Страница 17 из 49
– Почему они напали на хуураданцев?
– Никто не может понять, – чуть запнувшись, ответил Ходват. – Старики говорят, их трава уже изменилась. И если бы просто разорили… А это называется – янбцин!
– Янбцин? – переспросил Дар, чувствуя, что не может найти смыслового значения этого слова.
– Такое, как в Хотоаге, не прощается, кем бы они ни приходились нам в прошлом.
– А что было в Хотоаге?
– Да будет тебе известно, среди мстителей Саудрака только кровники и циники. И а'зарды слишком много задолжали сейчас каждому из них.
– Янбцин?
– Да, янбцин! – вскипел юноша. – Тотальная война! Они уничтожали все, мерзкие ублюдки!
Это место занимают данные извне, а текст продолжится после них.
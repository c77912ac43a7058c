mod cli;

use crate::cli::{Cli, StorageBackendArg};
use anyhow::Context;
use beacon_analytics::http::{router, AppState};
use beacon_analytics::{AccessEventHandler, Analytics, AnalyticsService};
use beacon_channel::{ChannelError, EventChannel, EventChannelExt, RedisChannelConfig, RedisEventChannel};
use beacon_core::UrlAccessedEvent;
use beacon_storage::{AccessCounterStore, InMemoryAccessCounterStore, MySqlAccessCounterStore};
use beacon_telemetry::TelemetryConfig;
use clap::Parser;
use std::sync::Arc;
use std::time::Duration;
use tokio::net::TcpListener;
use tracing::{info, warn};

const RECONNECT_INTERVAL: Duration = Duration::from_secs(5);

#[tokio::main]
async fn main() -> anyhow::Result<()> {
    let config = Cli::parse();

    beacon_telemetry::init(
        &TelemetryConfig::builder()
            .service_name(config.service_name.as_str())
            .format(config.log_format.into())
            .build(),
    )?;

    info!(
        listen_addr = %config.listen_addr,
        storage_backend = %config.storage,
        exchange = %config.exchange,
        service_name = %config.service_name,
        "starting analytics service"
    );

    match config.storage {
        StorageBackendArg::InMemory => serve(&config, InMemoryAccessCounterStore::new()).await,
        StorageBackendArg::Mysql => {
            let dsn = config
                .mysql_dsn
                .as_deref()
                .context("mysql dsn is required when storage backend is mysql")?;
            let store = MySqlAccessCounterStore::connect(dsn).await?;
            store.ensure_schema().await?;
            serve(&config, store).await
        }
    }
}

async fn serve<S: AccessCounterStore>(config: &Cli, store: S) -> anyhow::Result<()> {
    let analytics: Arc<dyn Analytics> = Arc::new(AnalyticsService::new(store));

    let channel = Arc::new(RedisEventChannel::new(
        RedisChannelConfig::builder()
            .url(config.redis_url.as_str())
            .service_name(config.service_name.as_str())
            .exchange(config.exchange.as_str())
            .build(),
    )?);
    consume_or_degrade(channel.clone(), AccessEventHandler::new(analytics.clone())).await;

    let app = router(AppState::new(analytics));
    let listener = TcpListener::bind(config.listen_addr).await?;
    info!(listen_addr = %listener.local_addr()?, "analytics listening");

    axum::serve(listener, app)
        .with_graceful_shutdown(shutdown_signal())
        .await?;
    channel.shutdown();
    Ok(())
}

async fn start_consuming(
    channel: &RedisEventChannel,
    handler: AccessEventHandler,
) -> Result<(), ChannelError> {
    channel.connect().await?;
    channel
        .subscribe_to::<UrlAccessedEvent, _>(handler)
        .await
}

/// Rankings stay queryable while the broker is down; consumption starts as
/// soon as a connection succeeds.
async fn consume_or_degrade(channel: Arc<RedisEventChannel>, handler: AccessEventHandler) {
    let Err(err) = start_consuming(&channel, handler.clone()).await else {
        info!("consuming access events");
        return;
    };
    warn!(error = %err, "broker unavailable, access events will be consumed once it is reachable");

    tokio::spawn(async move {
        loop {
            tokio::time::sleep(RECONNECT_INTERVAL).await;
            match start_consuming(&channel, handler.clone()).await {
                Ok(()) => {
                    info!("broker connection established, consuming access events");
                    return;
                }
                Err(err) => warn!(error = %err, "broker still unavailable"),
            }
        }
    });
}

async fn shutdown_signal() {
    if let Err(err) = tokio::signal::ctrl_c().await {
        warn!(error = %err, "failed to listen for shutdown signal");
        std::future::pending::<()>().await;
    }
    info!("shutting down");
}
Разные войны могут быть: есть беспощадное соревнование доблести воинов, и есть янбцин – выжигание цнбр. Они зашли слишком далеко!
– Погоди…
– Хуураданцы не прощают обид!
– Что за выжигание цнбр?
Ходват молниеносно обернулся, обжег яростным взглядом, неуместно смотревшимся на юном лице, и прорычал сквозь зубы:
– Не забывайся, чужеземец! И не смей распускать свой грязный язык в сторону святыни Сердца!
Дар опешил от этой перемены. Интонация речи и даже громкость фразы сейчас были чисто саудраковскими. Похоже, разговор коснулся деликатной темы. Неужели слово «цнбр»?..
– Я на многое могу закрывать глаза, чужеземец, – щелкал и хрипел Ходват, – но ты не смеешь оскорблять моих корней!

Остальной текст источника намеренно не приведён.